Saved data entries:

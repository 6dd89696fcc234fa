// walletgen-core/src/crypto/mnemonic.rs
//
// Mnemonic Service - BIP-39 Recovery Phrase
// Chuẩn: BIP-39 (Mnemonic), PBKDF2-HMAC-SHA512 (Seed Derivation)

use crate::error::{MnemonicError, WalletResult};
use bip39::Mnemonic;
use rand::{rngs::OsRng, RngCore};
use zeroize::{Zeroize, ZeroizeOnDrop, Zeroizing};

/// Số lượng words hỗ trợ
#[derive(Debug, Clone, Copy, PartialEq, Eq)]
pub enum WordCount {
    /// 12 words (128-bit entropy) — mặc định cho wallet generator
    Twelve = 12,
    /// 15 words (160-bit entropy)
    Fifteen = 15,
    /// 18 words (192-bit entropy)
    Eighteen = 18,
    /// 21 words (224-bit entropy)
    TwentyOne = 21,
    /// 24 words (256-bit entropy)
    TwentyFour = 24,
}

impl WordCount {
    /// Lấy số bytes entropy cần thiết
    #[inline]
    pub const fn entropy_bytes(self) -> usize {
        match self {
            WordCount::Twelve => 16,
            WordCount::Fifteen => 20,
            WordCount::Eighteen => 24,
            WordCount::TwentyOne => 28,
            WordCount::TwentyFour => 32,
        }
    }
}

/// BIP-39 Recovery Phrase
///
/// # Security
/// - **ZeroizeOnDrop**: Phrase được ghi đè bằng 0 khi struct bị drop
/// - **CSPRNG**: Entropy từ `OsRng` (OS-level cryptographically secure RNG)
/// - **No Debug Leak**: Custom Debug impl không hiển thị phrase
#[derive(Clone, Zeroize, ZeroizeOnDrop)]
pub struct RecoveryPhrase {
    phrase: String,
    word_count: usize,
}

// Custom Debug - KHÔNG BAO GIỜ hiển thị recovery phrase
impl std::fmt::Debug for RecoveryPhrase {
    fn fmt(&self, f: &mut std::fmt::Formatter<'_>) -> std::fmt::Result {
        f.debug_struct("RecoveryPhrase")
            .field("word_count", &self.word_count)
            .field("phrase", &"[REDACTED]")
            .finish()
    }
}

impl RecoveryPhrase {
    // =========================================================================
    // CONSTRUCTORS
    // =========================================================================

    /// Tạo phrase mới với 12 words (128-bit entropy)
    pub fn generate() -> Self {
        Self::with_word_count(WordCount::Twelve)
    }

    /// Tạo phrase với số lượng words tùy chỉnh
    pub fn with_word_count(word_count: WordCount) -> Self {
        let entropy_size = word_count.entropy_bytes();

        // Stack-allocated entropy buffer (max 32 bytes)
        let mut entropy = [0u8; 32];
        OsRng.fill_bytes(&mut entropy[..entropy_size]);

        let mnemonic =
            Mnemonic::from_entropy(&entropy[..entropy_size]).expect("Valid entropy size");

        // Zeroize entropy ngay sau khi sử dụng
        entropy.zeroize();

        Self {
            phrase: mnemonic.to_string(),
            word_count: word_count as usize,
        }
    }

    /// Khôi phục phrase từ input có sẵn
    ///
    /// # Validation
    /// - Kiểm tra số lượng words (12, 15, 18, 21, 24)
    /// - Kiểm tra từng word có trong BIP-39 wordlist
    /// - Kiểm tra checksum
    pub fn from_phrase(phrase: &str) -> Result<Self, MnemonicError> {
        // Normalize whitespace và count words
        let words = phrase.split_whitespace().collect::<Vec<_>>();
        let count = words.len();

        if !matches!(count, 12 | 15 | 18 | 21 | 24) {
            return Err(MnemonicError::InvalidWordCount(count));
        }

        let normalized = words.join(" ");
        Mnemonic::parse(&normalized).map_err(|e| match e {
            bip39::Error::UnknownWord(idx) => {
                MnemonicError::UnknownWord(words.get(idx).copied().unwrap_or("?").to_string())
            }
            bip39::Error::InvalidChecksum => MnemonicError::ChecksumFailed,
            other => MnemonicError::Bip39Error(other.to_string()),
        })?;

        Ok(Self {
            phrase: normalized,
            word_count: count,
        })
    }

    /// Resolve user input thành phrase dùng được
    ///
    /// Contract của generator:
    /// - Input trống/blank → generate phrase mới (không phải lỗi)
    /// - Input không trống nhưng invalid → `Err(MnemonicError)`
    /// - Input hợp lệ → phrase đã normalize
    pub fn resolve(input: &str) -> Result<Self, MnemonicError> {
        let trimmed = input.trim();
        if trimmed.is_empty() {
            Ok(Self::generate())
        } else {
            Self::from_phrase(trimmed)
        }
    }

    // =========================================================================
    // GETTERS
    // =========================================================================

    /// Lấy recovery phrase
    ///
    /// # Warning
    /// Cẩn thận khi hiển thị hoặc log giá trị này!
    #[inline]
    pub fn phrase(&self) -> &str {
        &self.phrase
    }

    /// Lấy số lượng words
    #[inline]
    pub fn word_count(&self) -> usize {
        self.word_count
    }

    /// Lấy danh sách các words (dùng cho durable mirror + phrase reveal UI)
    pub fn words(&self) -> Vec<String> {
        self.phrase.split_whitespace().map(str::to_owned).collect()
    }

    // =========================================================================
    // SEED DERIVATION
    // =========================================================================

    /// Tạo seed từ phrase (PBKDF2-HMAC-SHA512, empty passphrase)
    ///
    /// Deterministic: cùng phrase luôn cho cùng 64-byte seed.
    ///
    /// # Returns
    /// 64-byte seed wrapped trong `Zeroizing` để tự động xóa khi drop
    pub fn to_seed(&self) -> WalletResult<Zeroizing<[u8; 64]>> {
        let mnemonic = Mnemonic::parse(&self.phrase)
            .map_err(|e| MnemonicError::Bip39Error(e.to_string()))?;
        Ok(Zeroizing::new(mnemonic.to_seed("")))
    }

    // =========================================================================
    // VALIDATION
    // =========================================================================

    /// Kiểm tra xem phrase có hợp lệ không
    ///
    /// Thực hiện đầy đủ validation: word count, wordlist, checksum
    #[inline]
    pub fn validate(phrase: &str) -> bool {
        Self::from_phrase(phrase).is_ok()
    }
}

// =============================================================================
// UNIT TESTS
// =============================================================================
// walletgen-core/src/crypto/mod.rs

//! Core Cryptography Module
//!
//! This module implements the deterministic derivation pipeline of the wallet generator:
//!
//! - **Mnemonic Service**: BIP-39 recovery phrases (generate / validate / seed) via [`RecoveryPhrase`].
//! - **Path Deriver**: SLIP-0010 hardened derivation shared by both chains via [`PathDeriver`].
//! - **Derivation Paths**: `m/44'/coin'/0'/index'` path builder via [`DerivationPaths`].

pub mod key_deriver;
pub mod mnemonic;
pub mod paths;

// Re-exports for cleaner API access
pub use key_deriver::PathDeriver;
pub use mnemonic::{RecoveryPhrase, WordCount};
pub use paths::DerivationPaths;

Exercise instructions: All of the data above needs to be given again exactly.

Expected output:
repository 6dd89696fcc234fa
// walletgen-core/src/crypto/mnemonic.rs
//
// Mnemonic Service - BIP-39 Recovery Phrase
// Chuẩn: BIP-39 (Mnemonic), PBKDF2-HMAC-SHA512 (Seed Derivation)

use crate::error::{MnemonicError, WalletResult};
use bip39::Mnemonic;
use rand::{rngs::OsRng, RngCore};
use zeroize::{Zeroize, ZeroizeOnDrop, Zeroizing};

/// Số lượng words hỗ trợ
#[derive(Debug, Clone, Copy, PartialEq, Eq)]
pub enum WordCount {
    /// 12 words (128-bit entropy) — mặc định cho wallet generator
    Twelve = 12,
    /// 15 words (160-bit entropy)
    Fifteen = 15,
    /// 18 words (192-bit entropy)
    Eighteen = 18,
    /// 21 words (224-bit entropy)
    TwentyOne = 21,
    /// 24 words (256-bit entropy)
    TwentyFour = 24,
}

impl WordCount {
    /// Lấy số bytes entropy cần thiết
    #[inline]
    pub const fn entropy_bytes(self) -> usize {
        match self {
            WordCount::Twelve => 16,
            WordCount::Fifteen => 20,
            WordCount::Eighteen => 24,
            WordCount::TwentyOne => 28,
            WordCount::TwentyFour => 32,
        }
    }
}

/// BIP-39 Recovery Phrase
///
/// # Security
/// - **ZeroizeOnDrop**: Phrase được ghi đè bằng 0 khi struct bị drop
/// - **CSPRNG**: Entropy từ `OsRng` (OS-level cryptographically secure RNG)
/// - **No Debug Leak**: Custom Debug impl không hiển thị phrase
#[derive(Clone, Zeroize, ZeroizeOnDrop)]
pub struct RecoveryPhrase {
    phrase: String,
    word_count: usize,
}

// Custom Debug - KHÔNG BAO GIỜ hiển thị recovery phrase
impl std::fmt::Debug for RecoveryPhrase {
    fn fmt(&self, f: &mut std::fmt::Formatter<'_>) -> std::fmt::Result {
        f.debug_struct("RecoveryPhrase")
            .field("word_count", &self.word_count)
            .field("phrase", &"[REDACTED]")
            .finish()
    }
}

impl RecoveryPhrase {
    // =========================================================================
    // CONSTRUCTORS
    // =========================================================================

    /// Tạo phrase mới với 12 words (128-bit entropy)
    pub fn generate() -> Self {
        Self::with_word_count(WordCount::Twelve)
    }

    /// Tạo phrase với số lượng words tùy chỉnh
    pub fn with_word_count(word_count: WordCount) -> Self {
        let entropy_size = word_count.entropy_bytes();

        // Stack-allocated entropy buffer (max 32 bytes)
        let mut entropy = [0u8; 32];
        OsRng.fill_bytes(&mut entropy[..entropy_size]);

        let mnemonic =
            Mnemonic::from_entropy(&entropy[..entropy_size]).expect("Valid entropy size");

        // Zeroize entropy ngay sau khi sử dụng
        entropy.zeroize();

        Self {
            phrase: mnemonic.to_string(),
            word_count: word_count as usize,
        }
    }

    /// Khôi phục phrase từ input có sẵn
    ///
    /// # Validation
    /// - Kiểm tra số lượng words (12, 15, 18, 21, 24)
    /// - Kiểm tra từng word có trong BIP-39 wordlist
    /// - Kiểm tra checksum
    pub fn from_phrase(phrase: &str) -> Result<Self, MnemonicError> {
        // Normalize whitespace và count words
        let words = phrase.split_whitespace().collect::<Vec<_>>();
        let count = words.len();

        if !matches!(count, 12 | 15 | 18 | 21 | 24) {
            return Err(MnemonicError::InvalidWordCount(count));
        }

        let normalized = words.join(" ");
        Mnemonic::parse(&normalized).map_err(|e| match e {
            bip39::Error::UnknownWord(idx) => {
                MnemonicError::UnknownWord(words.get(idx).copied().unwrap_or("?").to_string())
            }
            bip39::Error::InvalidChecksum => MnemonicError::ChecksumFailed,
            other => MnemonicError::Bip39Error(other.to_string()),
        })?;

        Ok(Self {
            phrase: normalized,
            word_count: count,
        })
    }

    /// Resolve user input thành phrase dùng được
    ///
    /// Contract của generator:
    /// - Input trống/blank → generate phrase mới (không phải lỗi)
    /// - Input không trống nhưng invalid → `Err(MnemonicError)`
    /// - Input hợp lệ → phrase đã normalize
    pub fn resolve(input: &str) -> Result<Self, MnemonicError> {
        let trimmed = input.trim();
        if trimmed.is_empty() {
            Ok(Self::generate())
        } else {
            Self::from_phrase(trimmed)
        }
    }

    // =========================================================================
    // GETTERS
    // =========================================================================

    /// Lấy recovery phrase
    ///
    /// # Warning
    /// Cẩn thận khi hiển thị hoặc log giá trị này!
    #[inline]
    pub fn phrase(&self) -> &str {
        &self.phrase
    }

    /// Lấy số lượng words
    #[inline]
    pub fn word_count(&self) -> usize {
        self.word_count
    }

    /// Lấy danh sách các words (dùng cho durable mirror + phrase reveal UI)
    pub fn words(&self) -> Vec<String> {
        self.phrase.split_whitespace().map(str::to_owned).collect()
    }

    // =========================================================================
    // SEED DERIVATION
    // =========================================================================

    /// Tạo seed từ phrase (PBKDF2-HMAC-SHA512, empty passphrase)
    ///
    /// Deterministic: cùng phrase luôn cho cùng 64-byte seed.
    ///
    /// # Returns
    /// 64-byte seed wrapped trong `Zeroizing` để tự động xóa khi drop
    pub fn to_seed(&self) -> WalletResult<Zeroizing<[u8; 64]>> {
        let mnemonic = Mnemonic::parse(&self.phrase)
            .map_err(|e| MnemonicError::Bip39Error(e.to_string()))?;
        Ok(Zeroizing::new(mnemonic.to_seed("")))
    }

    // =========================================================================
    // VALIDATION
    // =========================================================================

    /// Kiểm tra xem phrase có hợp lệ không
    ///
    /// Thực hiện đầy đủ validation: word count, wordlist, checksum
    #[inline]
    pub fn validate(phrase: &str) -> bool {
        Self::from_phrase(phrase).is_ok()
    }
}

// =============================================================================
// UNIT TESTS
// =============================================================================
// walletgen-core/src/crypto/mod.rs

//! Core Cryptography Module
//!
//! This module implements the deterministic derivation pipeline of the wallet generator:
//!
//! - **Mnemonic Service**: BIP-39 recovery phrases (generate / validate / seed) via [`RecoveryPhrase`].
//! - **Path Deriver**: SLIP-0010 hardened derivation shared by both chains via [`PathDeriver`].
//! - **Derivation Paths**: `m/44'/coin'/0'/index'` path builder via [`DerivationPaths`].

pub mod key_deriver;
pub mod mnemonic;
pub mod paths;

// Re-exports for cleaner API access
pub use key_deriver::PathDeriver;
pub use mnemonic::{RecoveryPhrase, WordCount};
pub use paths::DerivationPaths;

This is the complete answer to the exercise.